Records excerpted from a collection:
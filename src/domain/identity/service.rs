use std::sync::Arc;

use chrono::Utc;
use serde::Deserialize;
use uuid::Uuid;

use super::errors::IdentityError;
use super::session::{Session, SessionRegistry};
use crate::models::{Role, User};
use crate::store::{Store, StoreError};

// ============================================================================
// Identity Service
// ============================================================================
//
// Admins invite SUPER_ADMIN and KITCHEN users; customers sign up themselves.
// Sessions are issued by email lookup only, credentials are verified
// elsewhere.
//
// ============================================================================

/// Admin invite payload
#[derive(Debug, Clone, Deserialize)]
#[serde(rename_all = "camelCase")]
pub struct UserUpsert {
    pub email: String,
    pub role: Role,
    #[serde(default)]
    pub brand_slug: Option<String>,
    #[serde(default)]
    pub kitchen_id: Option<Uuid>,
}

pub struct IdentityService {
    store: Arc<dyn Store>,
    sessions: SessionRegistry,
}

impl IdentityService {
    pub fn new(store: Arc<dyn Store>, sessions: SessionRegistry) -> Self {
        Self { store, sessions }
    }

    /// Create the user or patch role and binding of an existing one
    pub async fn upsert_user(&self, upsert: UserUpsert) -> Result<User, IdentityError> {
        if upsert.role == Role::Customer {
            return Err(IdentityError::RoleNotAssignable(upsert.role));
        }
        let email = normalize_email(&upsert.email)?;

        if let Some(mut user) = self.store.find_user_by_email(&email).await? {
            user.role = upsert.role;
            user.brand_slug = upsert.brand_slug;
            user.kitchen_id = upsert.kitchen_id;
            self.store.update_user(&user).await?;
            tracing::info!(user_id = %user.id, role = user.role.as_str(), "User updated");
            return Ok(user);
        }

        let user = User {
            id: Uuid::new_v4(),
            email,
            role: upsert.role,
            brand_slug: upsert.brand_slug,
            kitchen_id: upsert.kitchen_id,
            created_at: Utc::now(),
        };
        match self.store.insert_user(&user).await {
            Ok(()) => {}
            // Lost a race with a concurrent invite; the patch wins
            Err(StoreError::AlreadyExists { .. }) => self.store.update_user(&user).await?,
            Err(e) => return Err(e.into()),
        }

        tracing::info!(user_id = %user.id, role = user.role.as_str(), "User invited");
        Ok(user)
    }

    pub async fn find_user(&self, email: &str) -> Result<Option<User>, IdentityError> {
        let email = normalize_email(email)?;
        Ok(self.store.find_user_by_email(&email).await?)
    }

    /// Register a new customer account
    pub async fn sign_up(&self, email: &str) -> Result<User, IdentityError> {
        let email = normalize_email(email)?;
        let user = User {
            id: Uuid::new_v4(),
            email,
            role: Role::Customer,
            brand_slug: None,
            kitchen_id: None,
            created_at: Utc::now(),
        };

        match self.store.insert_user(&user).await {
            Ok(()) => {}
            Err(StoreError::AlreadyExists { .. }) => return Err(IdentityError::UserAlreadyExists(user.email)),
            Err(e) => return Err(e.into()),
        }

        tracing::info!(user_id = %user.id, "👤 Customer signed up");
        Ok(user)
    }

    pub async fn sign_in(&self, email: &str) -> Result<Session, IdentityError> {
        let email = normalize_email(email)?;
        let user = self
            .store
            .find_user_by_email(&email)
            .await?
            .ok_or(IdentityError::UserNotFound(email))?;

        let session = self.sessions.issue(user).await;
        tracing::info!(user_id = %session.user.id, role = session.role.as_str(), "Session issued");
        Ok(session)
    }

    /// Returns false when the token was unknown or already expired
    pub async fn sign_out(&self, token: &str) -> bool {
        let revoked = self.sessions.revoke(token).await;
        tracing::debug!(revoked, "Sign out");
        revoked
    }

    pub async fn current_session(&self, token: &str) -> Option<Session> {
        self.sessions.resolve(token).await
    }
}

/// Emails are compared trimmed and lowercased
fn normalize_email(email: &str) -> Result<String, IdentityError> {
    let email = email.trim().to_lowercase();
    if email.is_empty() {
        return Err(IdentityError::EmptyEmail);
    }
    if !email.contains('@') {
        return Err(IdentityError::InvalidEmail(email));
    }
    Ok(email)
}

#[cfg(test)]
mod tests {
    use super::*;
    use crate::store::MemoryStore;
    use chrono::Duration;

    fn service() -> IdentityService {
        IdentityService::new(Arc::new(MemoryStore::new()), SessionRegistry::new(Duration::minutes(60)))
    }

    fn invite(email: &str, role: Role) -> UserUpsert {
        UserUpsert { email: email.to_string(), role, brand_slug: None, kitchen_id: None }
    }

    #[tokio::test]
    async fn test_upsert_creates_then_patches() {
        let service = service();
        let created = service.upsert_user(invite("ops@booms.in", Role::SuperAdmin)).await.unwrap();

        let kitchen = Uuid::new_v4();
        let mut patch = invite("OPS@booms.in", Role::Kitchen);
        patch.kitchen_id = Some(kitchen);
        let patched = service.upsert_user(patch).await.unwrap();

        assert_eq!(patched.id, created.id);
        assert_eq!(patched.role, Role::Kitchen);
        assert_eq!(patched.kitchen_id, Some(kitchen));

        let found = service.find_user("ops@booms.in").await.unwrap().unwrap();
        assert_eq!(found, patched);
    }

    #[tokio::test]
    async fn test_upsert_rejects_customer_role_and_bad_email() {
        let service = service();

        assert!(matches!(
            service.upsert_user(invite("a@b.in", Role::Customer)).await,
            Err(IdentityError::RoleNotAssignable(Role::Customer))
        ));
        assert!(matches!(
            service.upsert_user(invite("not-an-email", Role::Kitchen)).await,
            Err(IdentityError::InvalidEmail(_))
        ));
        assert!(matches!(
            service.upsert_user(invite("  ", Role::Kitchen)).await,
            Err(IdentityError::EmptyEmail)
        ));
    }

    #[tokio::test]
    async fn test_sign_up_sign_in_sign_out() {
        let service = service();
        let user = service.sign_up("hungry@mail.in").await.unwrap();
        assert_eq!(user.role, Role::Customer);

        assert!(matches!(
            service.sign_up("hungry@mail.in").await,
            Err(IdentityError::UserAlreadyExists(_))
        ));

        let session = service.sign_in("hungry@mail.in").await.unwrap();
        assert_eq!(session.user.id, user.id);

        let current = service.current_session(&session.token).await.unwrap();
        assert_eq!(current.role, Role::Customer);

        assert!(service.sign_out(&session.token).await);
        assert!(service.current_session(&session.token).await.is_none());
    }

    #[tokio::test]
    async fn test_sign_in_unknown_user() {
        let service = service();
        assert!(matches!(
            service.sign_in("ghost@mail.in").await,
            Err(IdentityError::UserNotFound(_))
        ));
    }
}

...

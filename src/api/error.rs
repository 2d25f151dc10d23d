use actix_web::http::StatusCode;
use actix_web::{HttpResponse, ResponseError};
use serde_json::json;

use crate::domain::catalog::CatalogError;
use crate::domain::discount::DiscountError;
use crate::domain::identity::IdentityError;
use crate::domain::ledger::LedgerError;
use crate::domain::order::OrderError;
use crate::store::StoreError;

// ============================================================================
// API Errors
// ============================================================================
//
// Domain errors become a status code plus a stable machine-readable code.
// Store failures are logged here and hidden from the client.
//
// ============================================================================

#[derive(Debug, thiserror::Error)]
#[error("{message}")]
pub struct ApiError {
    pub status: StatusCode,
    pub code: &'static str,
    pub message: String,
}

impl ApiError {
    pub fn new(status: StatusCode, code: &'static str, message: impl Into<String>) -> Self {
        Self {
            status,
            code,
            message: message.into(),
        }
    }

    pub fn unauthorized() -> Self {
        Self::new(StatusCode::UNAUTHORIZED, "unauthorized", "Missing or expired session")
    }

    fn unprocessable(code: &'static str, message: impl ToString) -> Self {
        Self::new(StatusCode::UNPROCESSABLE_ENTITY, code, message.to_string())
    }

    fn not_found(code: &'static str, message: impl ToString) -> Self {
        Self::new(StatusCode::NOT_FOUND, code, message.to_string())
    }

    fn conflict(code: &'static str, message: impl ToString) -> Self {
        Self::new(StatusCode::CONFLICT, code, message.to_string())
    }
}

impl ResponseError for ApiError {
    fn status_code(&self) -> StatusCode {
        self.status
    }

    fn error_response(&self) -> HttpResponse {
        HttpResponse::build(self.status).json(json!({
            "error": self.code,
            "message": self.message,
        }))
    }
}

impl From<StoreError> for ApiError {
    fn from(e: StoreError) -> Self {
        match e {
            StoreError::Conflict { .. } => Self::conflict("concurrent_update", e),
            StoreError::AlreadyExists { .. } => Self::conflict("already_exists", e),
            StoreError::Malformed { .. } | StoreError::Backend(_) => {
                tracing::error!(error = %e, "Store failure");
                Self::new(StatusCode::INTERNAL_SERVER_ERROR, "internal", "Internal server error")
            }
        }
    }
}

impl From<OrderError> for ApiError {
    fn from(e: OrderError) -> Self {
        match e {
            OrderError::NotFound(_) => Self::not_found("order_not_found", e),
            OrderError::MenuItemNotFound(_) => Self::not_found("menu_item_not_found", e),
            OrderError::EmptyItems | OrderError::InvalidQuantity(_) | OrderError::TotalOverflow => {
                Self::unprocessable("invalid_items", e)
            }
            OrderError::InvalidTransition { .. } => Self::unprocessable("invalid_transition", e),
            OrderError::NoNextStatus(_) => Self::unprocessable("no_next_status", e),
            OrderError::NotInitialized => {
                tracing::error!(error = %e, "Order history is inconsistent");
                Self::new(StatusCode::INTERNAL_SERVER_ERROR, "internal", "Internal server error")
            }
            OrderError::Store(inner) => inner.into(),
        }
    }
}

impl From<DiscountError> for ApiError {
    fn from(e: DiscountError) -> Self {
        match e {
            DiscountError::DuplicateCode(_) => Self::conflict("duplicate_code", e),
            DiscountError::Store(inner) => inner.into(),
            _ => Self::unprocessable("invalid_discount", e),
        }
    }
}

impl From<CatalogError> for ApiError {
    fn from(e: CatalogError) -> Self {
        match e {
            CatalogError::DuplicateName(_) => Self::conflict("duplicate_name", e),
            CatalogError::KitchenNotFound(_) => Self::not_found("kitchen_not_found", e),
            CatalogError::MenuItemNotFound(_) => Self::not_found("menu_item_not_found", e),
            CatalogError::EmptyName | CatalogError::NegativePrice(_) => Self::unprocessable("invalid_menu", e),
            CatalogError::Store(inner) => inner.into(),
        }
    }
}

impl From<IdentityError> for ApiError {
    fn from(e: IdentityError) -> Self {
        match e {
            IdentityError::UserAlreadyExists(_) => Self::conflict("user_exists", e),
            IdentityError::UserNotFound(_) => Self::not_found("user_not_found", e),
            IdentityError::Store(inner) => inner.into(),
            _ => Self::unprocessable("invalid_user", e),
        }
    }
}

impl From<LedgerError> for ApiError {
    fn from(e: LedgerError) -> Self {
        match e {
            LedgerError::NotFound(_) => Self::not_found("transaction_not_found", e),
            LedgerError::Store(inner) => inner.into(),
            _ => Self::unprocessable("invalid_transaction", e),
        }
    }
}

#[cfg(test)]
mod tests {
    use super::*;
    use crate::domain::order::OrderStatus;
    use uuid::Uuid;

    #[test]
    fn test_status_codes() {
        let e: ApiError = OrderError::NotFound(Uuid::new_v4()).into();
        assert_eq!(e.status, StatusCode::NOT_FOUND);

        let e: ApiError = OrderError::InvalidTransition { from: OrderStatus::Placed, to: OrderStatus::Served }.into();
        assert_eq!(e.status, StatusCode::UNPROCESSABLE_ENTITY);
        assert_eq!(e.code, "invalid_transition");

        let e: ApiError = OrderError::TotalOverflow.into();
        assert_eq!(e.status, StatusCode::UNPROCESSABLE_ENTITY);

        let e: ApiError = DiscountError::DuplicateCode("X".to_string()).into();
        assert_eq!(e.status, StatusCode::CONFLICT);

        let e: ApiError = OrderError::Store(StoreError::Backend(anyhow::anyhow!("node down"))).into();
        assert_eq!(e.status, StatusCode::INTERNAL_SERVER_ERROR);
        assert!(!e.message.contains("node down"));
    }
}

* * *

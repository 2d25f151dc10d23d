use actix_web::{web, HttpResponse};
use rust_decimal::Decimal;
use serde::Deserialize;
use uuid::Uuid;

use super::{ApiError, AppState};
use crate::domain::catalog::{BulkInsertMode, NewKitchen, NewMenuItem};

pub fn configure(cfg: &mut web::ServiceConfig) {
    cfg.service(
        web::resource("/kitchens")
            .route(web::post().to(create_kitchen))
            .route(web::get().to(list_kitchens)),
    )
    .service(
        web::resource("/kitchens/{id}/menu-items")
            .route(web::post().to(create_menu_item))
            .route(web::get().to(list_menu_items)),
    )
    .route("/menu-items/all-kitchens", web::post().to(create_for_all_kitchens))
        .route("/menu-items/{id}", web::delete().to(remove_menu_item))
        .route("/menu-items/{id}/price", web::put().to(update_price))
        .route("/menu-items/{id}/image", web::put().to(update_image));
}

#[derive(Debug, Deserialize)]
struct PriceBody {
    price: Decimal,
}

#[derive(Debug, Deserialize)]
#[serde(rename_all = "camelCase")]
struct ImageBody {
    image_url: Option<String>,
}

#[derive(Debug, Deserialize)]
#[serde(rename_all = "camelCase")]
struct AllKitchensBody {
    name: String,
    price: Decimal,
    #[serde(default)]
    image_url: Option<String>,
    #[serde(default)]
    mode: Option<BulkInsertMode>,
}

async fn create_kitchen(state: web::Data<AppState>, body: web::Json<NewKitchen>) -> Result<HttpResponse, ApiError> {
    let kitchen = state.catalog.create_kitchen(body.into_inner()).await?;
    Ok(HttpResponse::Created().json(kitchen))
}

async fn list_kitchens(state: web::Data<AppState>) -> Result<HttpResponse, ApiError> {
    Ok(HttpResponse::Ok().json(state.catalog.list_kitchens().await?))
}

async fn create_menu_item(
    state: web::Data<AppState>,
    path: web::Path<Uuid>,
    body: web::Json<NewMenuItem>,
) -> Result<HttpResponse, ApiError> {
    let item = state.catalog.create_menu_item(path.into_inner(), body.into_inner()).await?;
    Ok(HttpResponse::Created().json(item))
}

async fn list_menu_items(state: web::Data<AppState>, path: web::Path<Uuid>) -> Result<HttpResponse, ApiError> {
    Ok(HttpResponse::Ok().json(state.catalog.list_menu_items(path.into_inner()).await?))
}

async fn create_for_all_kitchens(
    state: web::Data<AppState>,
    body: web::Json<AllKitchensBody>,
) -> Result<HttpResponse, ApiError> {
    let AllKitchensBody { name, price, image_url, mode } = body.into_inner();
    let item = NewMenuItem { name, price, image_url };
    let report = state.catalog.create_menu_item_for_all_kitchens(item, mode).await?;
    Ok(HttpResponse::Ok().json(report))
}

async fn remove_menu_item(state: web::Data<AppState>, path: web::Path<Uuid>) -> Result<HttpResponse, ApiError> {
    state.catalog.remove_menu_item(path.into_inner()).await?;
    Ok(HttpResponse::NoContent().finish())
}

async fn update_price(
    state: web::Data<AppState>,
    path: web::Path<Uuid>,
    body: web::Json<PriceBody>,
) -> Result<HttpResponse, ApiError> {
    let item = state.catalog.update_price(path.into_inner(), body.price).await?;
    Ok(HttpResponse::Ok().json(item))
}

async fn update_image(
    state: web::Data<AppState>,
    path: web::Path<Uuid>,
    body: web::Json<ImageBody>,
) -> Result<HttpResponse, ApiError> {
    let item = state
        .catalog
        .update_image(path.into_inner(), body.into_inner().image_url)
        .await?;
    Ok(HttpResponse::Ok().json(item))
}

(Task prompt) Could you set down, word for word, only the lines above from the line with "use crate::domain::ledger::LedgerError;" to the line with "stable machine-readable code.", including both?

(Result)
use crate::domain::ledger::LedgerError;
use crate::domain::order::OrderError;
use crate::store::StoreError;

// ============================================================================
// API Errors
// ============================================================================
//
// Domain errors become a status code plus a stable machine-readable code.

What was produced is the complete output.